American physicist (1896–1966)

Boris Yakovlevich Podolsky (Борис Яковлевич Подольский; June 29, 1896 – November 28, 1966) was a Russian-American physicist of Jewish descent, noted for his work with Albert Einstein and Nathan Rosen on entangled wave functions and the EPR paradox.

== Education ==
In 1896, Boris Podolsky was born into a poor Jewish family in Taganrog, in the Don Host Oblast of the Russian Empire and attended the Taganrog Gymnasium. He moved to the United States in 1913. After receiving a Bachelor of Science degree in electrical engineering from the University of Southern California in 1918, he served in the US Army and then worked at the Los Angeles Bureau of Power and Light. In 1926, he obtained an MS in mathematics from the University of Southern California. In 1928, he received a PhD in theoretical physics (under Paul Sophus Epstein) from Caltech.

== Career ==
Under a National Research Council Fellowship, Podolsky spent a year at the University of California, Berkeley, followed by a year at Leipzig University. In 1930, he returned to Caltech, working with Richard C. Tolman for one year. He then went to the Ukrainian Institute of Physics and Technology (Kharkiv, USSR), collaborating with Vladimir Fock, Paul Dirac (who was there on a visit), and Lev Landau. In 1932 he published a seminal early paper on quantum electrodynamics with Dirac and Fock, In 1933, he returned to the US with a fellowship from the Institute for Advanced Study, Princeton.

In a letter dated November 10, 1933, to Abraham Flexner, founding director of the Institute for Advanced Study at Princeton, Einstein described Podolsky as "one of the most brilliant of the younger men who has worked and published with [Paul] Dirac". In 1935, Einstein and others at the Institute wrote letters of recommendation for Podolsky, addressed to Louis T. More, Dean of the Graduate School of the University of Cincinnati, in which Einstein wrote: "I am happy to be able to tell you that I estimate Podolsky's abilities very highly ... he is an independent investigator of unquestionable talent." In 1935, Podolsky took a post as professor of mathematical physics at the University of Cincinnati. At the University of Cincinnati he was MS adviser to Chihiro Kikuchi, and PhD adviser to Herman Branson and Alex Green. In 1961, he moved to Xavier University, Cincinnati, where he worked until his death in 1966.

== Work ==
Working with Albert Einstein and Nathan Rosen, Podolsky conceived the EPR paradox. This famous paper stimulated debate as to the interpretation of quantum mechanics, culminating with Bell's theorem and the advent of quantum information theory.

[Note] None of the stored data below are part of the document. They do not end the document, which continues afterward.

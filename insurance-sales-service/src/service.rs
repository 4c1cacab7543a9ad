use std::sync::Arc;

use axum::{
    Router,
    extract::{Path, State},
    http::{HeaderValue, Request, StatusCode},
    middleware::{Next, from_fn},
    response::Json,
    routing::{delete, get, post},
};
use quote_flow::{FlowEngine, FlowError, QuoteRepository, StepData, SubmitOutcome};
use serde_json::{Value, json};
use tower_http::{cors::CorsLayer, trace::TraceLayer};
use tracing::{Instrument, error, info, warn};
use uuid::Uuid;

use crate::chat::AnswerEngine;
use crate::models::{ChatRequest, ChatResponse, FlowRef, RetreatRequest, StartFlowRequest};

const CHAT_HISTORY_TURNS: usize = 10;

type ApiError = (StatusCode, Json<Value>);
type ApiResult<T> = Result<Json<T>, ApiError>;

#[derive(Clone)]
pub struct AppState {
    pub engine: Arc<FlowEngine>,
    pub repository: Arc<dyn QuoteRepository>,
    pub answerer: Arc<dyn AnswerEngine>,
}

/// Map engine errors onto the wire taxonomy: 404 for unknown resources,
/// 409 for conflicts, 503 for storage outages.
fn map_error(err: FlowError) -> ApiError {
    let (status, kind) = if err.is_not_found() {
        (StatusCode::NOT_FOUND, "not_found")
    } else {
        match &err {
            FlowError::Conflict(_) => (StatusCode::CONFLICT, "conflict"),
            FlowError::Storage(_) => {
                error!("storage failure: {err}");
                (StatusCode::SERVICE_UNAVAILABLE, "storage_unavailable")
            }
            _ => {
                error!("internal error: {err}");
                (StatusCode::INTERNAL_SERVER_ERROR, "internal_error")
            }
        }
    };
    (
        status,
        Json(json!({ "error": kind, "message": err.to_string() })),
    )
}

fn validation_error(field_errors: quote_flow::FieldErrors) -> ApiError {
    (
        StatusCode::UNPROCESSABLE_ENTITY,
        Json(json!({
            "error": "validation_error",
            "message": "Validation failed",
            "field_errors": field_errors,
        })),
    )
}

/// Middleware attaching a correlation id to every request span and echoing
/// it back in a response header.
async fn correlation_id_middleware(
    mut request: Request<axum::body::Body>,
    next: Next,
) -> axum::response::Response {
    let correlation_id = Uuid::new_v4().to_string();
    if let Ok(value) = HeaderValue::from_str(&correlation_id) {
        request.headers_mut().insert("x-correlation-id", value);
    }

    let span = tracing::info_span!("http_request", correlation_id = %correlation_id);
    let mut response = next.run(request).instrument(span).await;
    if let Ok(value) = HeaderValue::from_str(&correlation_id) {
        response.headers_mut().insert("x-correlation-id", value);
    }
    response
}

pub fn build_router(state: AppState) -> Router {
    Router::new()
        .route("/health", get(health_check))
        .route("/flows", get(list_flows))
        .route("/flows/{flow_id}", get(get_flow_schema))
        .route("/flows/{flow_id}/start", post(start_flow))
        .route("/sessions/{session_id}", get(get_session_state))
        .route("/sessions/{session_id}/steps/{step_index}", post(submit_step))
        .route("/sessions/{session_id}/retreat", post(retreat))
        .route("/sessions/{session_id}/resume", post(resume))
        .route("/sessions/{session_id}/cancel", post(cancel))
        .route("/sessions/{session_id}/drafts/{flow_id}", get(get_draft))
        .route("/sessions/{session_id}/drafts/{flow_id}", delete(delete_draft))
        .route("/chat", post(chat))
        .layer(from_fn(correlation_id_middleware))
        .layer(CorsLayer::permissive())
        .layer(TraceLayer::new_for_http())
        .with_state(state)
}

async fn health_check() -> Json<Value> {
    Json(json!({
        "status": "healthy",
        "timestamp": chrono::Utc::now().to_rfc3339(),
    }))
}

async fn list_flows(State(state): State<AppState>) -> Json<Value> {
    Json(json!({ "flows": state.engine.list_flows() }))
}

async fn get_flow_schema(
    State(state): State<AppState>,
    Path(flow_id): Path<String>,
) -> ApiResult<Value> {
    let flow = state.engine.get_schema(&flow_id).map_err(map_error)?;
    Ok(Json(serde_json::to_value(&*flow).map_err(|e| {
        map_error(FlowError::Other(e.into()))
    })?))
}

async fn start_flow(
    State(state): State<AppState>,
    Path(flow_id): Path<String>,
    Json(request): Json<StartFlowRequest>,
) -> ApiResult<Value> {
    info!(%flow_id, user_id = %request.user_id, "starting flow");
    let started = state
        .engine
        .start_flow(
            &flow_id,
            &request.user_id,
            request.session_id,
            request.initial_data,
        )
        .await
        .map_err(map_error)?;
    Ok(Json(json!({
        "session_id": started.session_id,
        "step": started.view.step,
        "view": started.view,
    })))
}

async fn submit_step(
    State(state): State<AppState>,
    Path((session_id, step_index)): Path<(String, usize)>,
    Json(form_data): Json<StepData>,
) -> ApiResult<Value> {
    let outcome = state
        .engine
        .submit_step(&session_id, step_index, form_data)
        .await
        .map_err(map_error)?;
    match outcome {
        SubmitOutcome::Next(view) => Ok(Json(json!({ "outcome": "next", "view": view }))),
        SubmitOutcome::Rejected { field_errors } => {
            warn!(%session_id, step_index, "submission rejected");
            Err(validation_error(field_errors))
        }
        SubmitOutcome::Complete(completion) => Ok(Json(json!({
            "outcome": "complete",
            "quote_id": completion.quote_id,
            "next_flow": completion.next_flow,
        }))),
    }
}

async fn retreat(
    State(state): State<AppState>,
    Path(session_id): Path<String>,
    Json(request): Json<RetreatRequest>,
) -> ApiResult<Value> {
    let view = state
        .engine
        .retreat(&session_id, request.target_step)
        .await
        .map_err(map_error)?;
    Ok(Json(json!({ "view": view })))
}

async fn resume(
    State(state): State<AppState>,
    Path(session_id): Path<String>,
    Json(request): Json<FlowRef>,
) -> ApiResult<Value> {
    let view = state
        .engine
        .resume(&session_id, &request.flow_id)
        .await
        .map_err(map_error)?;
    Ok(Json(json!({ "view": view })))
}

async fn cancel(
    State(state): State<AppState>,
    Path(session_id): Path<String>,
    Json(request): Json<FlowRef>,
) -> ApiResult<Value> {
    state
        .engine
        .cancel(&session_id, &request.flow_id)
        .await
        .map_err(map_error)?;
    Ok(Json(json!({ "status": "cancelled" })))
}

async fn get_session_state(
    State(state): State<AppState>,
    Path(session_id): Path<String>,
) -> ApiResult<quote_flow::SessionState> {
    state
        .engine
        .get_session_state(&session_id)
        .await
        .map(Json)
        .map_err(map_error)
}

async fn get_draft(
    State(state): State<AppState>,
    Path((session_id, flow_id)): Path<(String, String)>,
) -> ApiResult<quote_flow::FormDraft> {
    state
        .engine
        .get_draft(&session_id, &flow_id)
        .await
        .map(Json)
        .map_err(map_error)
}

async fn delete_draft(
    State(state): State<AppState>,
    Path((session_id, flow_id)): Path<(String, String)>,
) -> ApiResult<Value> {
    state
        .engine
        .delete_draft(&session_id, &flow_id)
        .await
        .map_err(map_error)?;
    Ok(Json(json!({ "status": "deleted" })))
}

/// Conversational mode. A session that is mid-flow gets its pending step
/// back instead of free text.
async fn chat(State(state): State<AppState>, Json(request): Json<ChatRequest>) -> ApiResult<ChatResponse> {
    let user_id = request.user_id.unwrap_or_else(|| "anonymous".to_string());
    let session = state
        .engine
        .get_or_create_session(request.session_id, &user_id)
        .await
        .map_err(map_error)?;

    let mode = session.mode();
    if let Some(view) = state
        .engine
        .current_view(&session)
        .await
        .map_err(map_error)?
    {
        return Ok(Json(ChatResponse {
            session_id: session.session_id,
            mode,
            reply: None,
            current_step: Some(view),
        }));
    }

    let history = state
        .repository
        .recent_messages(&session.session_id, CHAT_HISTORY_TURNS)
        .await
        .map_err(map_error)?;
    state
        .repository
        .append_message(&session.session_id, "user", &request.content)
        .await
        .map_err(map_error)?;

    let reply = state
        .answerer
        .answer(&request.content, &history)
        .await
        .map_err(|e| map_error(FlowError::Other(e)))?;

    state
        .repository
        .append_message(&session.session_id, "assistant", &reply)
        .await
        .map_err(map_error)?;

    Ok(Json(ChatResponse {
        session_id: session.session_id,
        mode,
        reply: Some(reply),
        current_step: None,
    }))
}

In 1933, Podolsky and Lev Landau had the idea to write a textbook on electromagnetism beginning with special relativity and emphasizing theoretical postulates rather than experimental laws. This project did not come to fruition due to Podolsky's return to the United States, where he had immigrated in 1913. However, in the hands of Lev Landau and E. Lifshitz, the outline they produced became The Classical Theory of Fields (1951). On the same basis, Podolsky and K. Kunz produced Fundamentals of Electrodynamics, Marcel Dekker Press (1969), to which Podolsky's son, Robert, contributed most of the questions at the end of each chapter.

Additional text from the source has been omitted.